While I imagine the reviews for the re-release will be mostly positive, the book had a hard time holding my attention. For as much as I can see people trumpeting its grim vision of human nature as a sort of left-turn from a heroic version of the same story, I find what was executed on the page to be cliches of a slightly more serious-faced type. Every time a character introduced themselves -- surviving man from the back of the train eager to see to his own interests, idealistic woman that wants to help him, pompous bureaucrat, weathered soldier, acerbic doctor -- it was hard not to respond, "Well, of course you are." That this was the kind of book where a string of characters introduce themselves was another sign I wasn't going to find a whole lot here that interested me except maybe the broadest, allusive strokes. Nothing any of those characters did after those introductions surprised, except in perhaps the central metaphor being so sturdy and obvious that I thought they would do more with those in the train just generally in terms of providing a variety of reactions to the basic situations that presented themselves. "Fascinatingly dull" comes close to what we got instead. The most interesting element of the setting was by far the way limited information was employed up and down the train cars. In strong contrast to the life we have now where a constant barrage of information must be sorted, and also in contrast to one moment in the narrative where a radio is employed to bring a moment of truth directly from one set of charcters to another, those on-hand cling onto such limited scraps of intelligence and such rudimentary narratives that they could manipulated in ways that were almost heartbreakingly child-like. The visual approach of varying three-tier pages in a way that suggests the emergence/push-through of walking through train cars I also thought cleverly employed.

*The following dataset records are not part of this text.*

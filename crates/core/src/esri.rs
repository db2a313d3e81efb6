//! Esri JSON feature sets, and their conversion to GeoJSON features.

use crate::{FeatureTable, SpatialReference};
use geojson::{Feature, Geometry, feature::Id};
use serde::{Deserialize, Deserializer, de::Unexpected};
use serde_json::{Map, Value};

type Position = Vec<f64>;

/// The body of a `query` response with `f=json`.
#[derive(Debug, Deserialize)]
#[serde(rename_all = "camelCase")]
pub(crate) struct FeatureSet {
    #[serde(default)]
    pub(crate) object_id_field_name: Option<String>,

    #[serde(default)]
    pub(crate) spatial_reference: Option<SpatialReference>,

    #[serde(default)]
    pub(crate) features: Vec<EsriFeature>,

    #[serde(default)]
    pub(crate) exceeded_transfer_limit: bool,
}

#[derive(Debug, Deserialize)]
pub(crate) struct EsriFeature {
    #[serde(default)]
    pub(crate) attributes: Map<String, Value>,

    #[serde(default)]
    pub(crate) geometry: Option<EsriGeometry>,
}

/// The geometry shapes of Esri JSON, told apart by their keys.
#[derive(Debug, Deserialize)]
#[serde(untagged)]
pub(crate) enum EsriGeometry {
    Polygon { rings: Vec<Vec<Position>> },
    Polyline { paths: Vec<Vec<Position>> },
    Multipoint { points: Vec<Position> },
    Point {
        #[serde(default, deserialize_with = "coordinate")]
        x: Option<f64>,
        #[serde(default, deserialize_with = "coordinate")]
        y: Option<f64>,
        #[serde(default, deserialize_with = "coordinate")]
        z: Option<f64>,
    },
}

/// Empty points write their coordinates as `null` or `"NaN"`.
fn coordinate<'de, D>(deserializer: D) -> std::result::Result<Option<f64>, D::Error>
where
    D: Deserializer<'de>,
{
    #[derive(Deserialize)]
    #[serde(untagged)]
    enum Coordinate {
        Number(f64),
        Text(String),
    }

    match Option::<Coordinate>::deserialize(deserializer)? {
        None => Ok(None),
        Some(Coordinate::Number(n)) => Ok(Some(n)),
        Some(Coordinate::Text(s)) if s.eq_ignore_ascii_case("nan") => Ok(None),
        Some(Coordinate::Text(s)) => Err(serde::de::Error::invalid_value(
            Unexpected::Str(&s),
            &"a number, null, or \"NaN\"",
        )),
    }
}

impl FeatureSet {
    pub(crate) fn into_table(self) -> FeatureTable {
        let object_id_field_name = self.object_id_field_name;
        let features = self
            .features
            .into_iter()
            .map(|feature| feature.into_feature(object_id_field_name.as_deref()))
            .collect();
        FeatureTable::new(features, self.spatial_reference)
    }
}

impl EsriFeature {
    fn into_feature(self, object_id_field_name: Option<&str>) -> Feature {
        let id = object_id_field_name
            .and_then(|name| self.attributes.get(name))
            .and_then(|value| match value {
                Value::Number(number) => Some(Id::Number(number.clone())),
                Value::String(s) => Some(Id::String(s.clone())),
                _ => None,
            });
        Feature {
            bbox: None,
            geometry: self.geometry.and_then(EsriGeometry::into_geometry),
            id,
            properties: Some(self.attributes),
            foreign_members: None,
        }
    }
}

impl EsriGeometry {
    /// Converts to a GeoJSON geometry, or `None` for empty shapes.
    pub(crate) fn into_geometry(self) -> Option<Geometry> {
        use geojson::Value::*;

        let value = match self {
            EsriGeometry::Point { x, y, z } => {
                let (x, y) = (x?, y?);
                if x.is_nan() || y.is_nan() {
                    return None;
                }
                let mut position = vec![x, y];
                if let Some(z) = z {
                    position.push(z);
                }
                Point(position)
            }
            EsriGeometry::Multipoint { points } => {
                if points.is_empty() {
                    return None;
                }
                MultiPoint(points)
            }
            EsriGeometry::Polyline { mut paths } => match paths.len() {
                0 => return None,
                1 => LineString(paths.remove(0)),
                _ => MultiLineString(paths),
            },
            EsriGeometry::Polygon { rings } => {
                let mut polygons = group_rings(rings);
                match polygons.len() {
                    0 => return None,
                    1 => Polygon(polygons.remove(0)),
                    _ => MultiPolygon(polygons),
                }
            }
        };
        Some(Geometry::new(value))
    }
}

/// Groups rings into polygons.
///
/// Esri outer rings are clockwise and holes are counter-clockwise. A hole
/// belongs to the most recent outer ring; a hole with no outer ring before it
/// is treated as an outer ring.
fn group_rings(rings: Vec<Vec<Position>>) -> Vec<Vec<Vec<Position>>> {
    let mut polygons: Vec<Vec<Vec<Position>>> = Vec::new();
    for ring in rings.into_iter().filter(|ring| !ring.is_empty()) {
        match polygons.last_mut() {
            Some(polygon) if !is_clockwise(&ring) => polygon.push(ring),
            _ => polygons.push(vec![ring]),
        }
    }
    polygons
}

fn is_clockwise(ring: &[Position]) -> bool {
    let sum: f64 = ring
        .windows(2)
        .filter(|pair| pair[0].len() >= 2 && pair[1].len() >= 2)
        .map(|pair| (pair[1][0] - pair[0][0]) * (pair[1][1] + pair[0][1]))
        .sum();
    sum > 0.0
}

The original work's ending reveals our hero's importance less for the the specific experiences he had than for its broader meanings, and then quickly suggests that even that's not crucial, that his primary function was to carry some sort of flu bug through the train, and then one more time suggests that he himself is some sort of virus whose basic presence on the train is enough, even as we wonder after its eventual end. It nearly makes the stock situations and central casting feel of the early chapters work, that this final rug can be pulled out from underneath the whole idea that any character has agency that means much of anything in the wider scheme of things. When your metaphorical construct is a stand-in for humanity, that's a depressing place to go, and it is underlined by some work the authors did throughout in making a value out of being alone on the train when the pressing horror of the human condition and the danger in the milieu presented stems from isolation. This also made the sequels very hard to read, as they seemed like sideways riffing on an original idea whose first outcome holding sway over possible others was the point, and that a second take on the same basic situation couldn't help but diminish the first. I did like the more tightly cramped pages, particularly on the interiors, and some of the individual ideas floated intrigued me, but the second, equally handsome book felt to me like planting mushrooms in a corpse.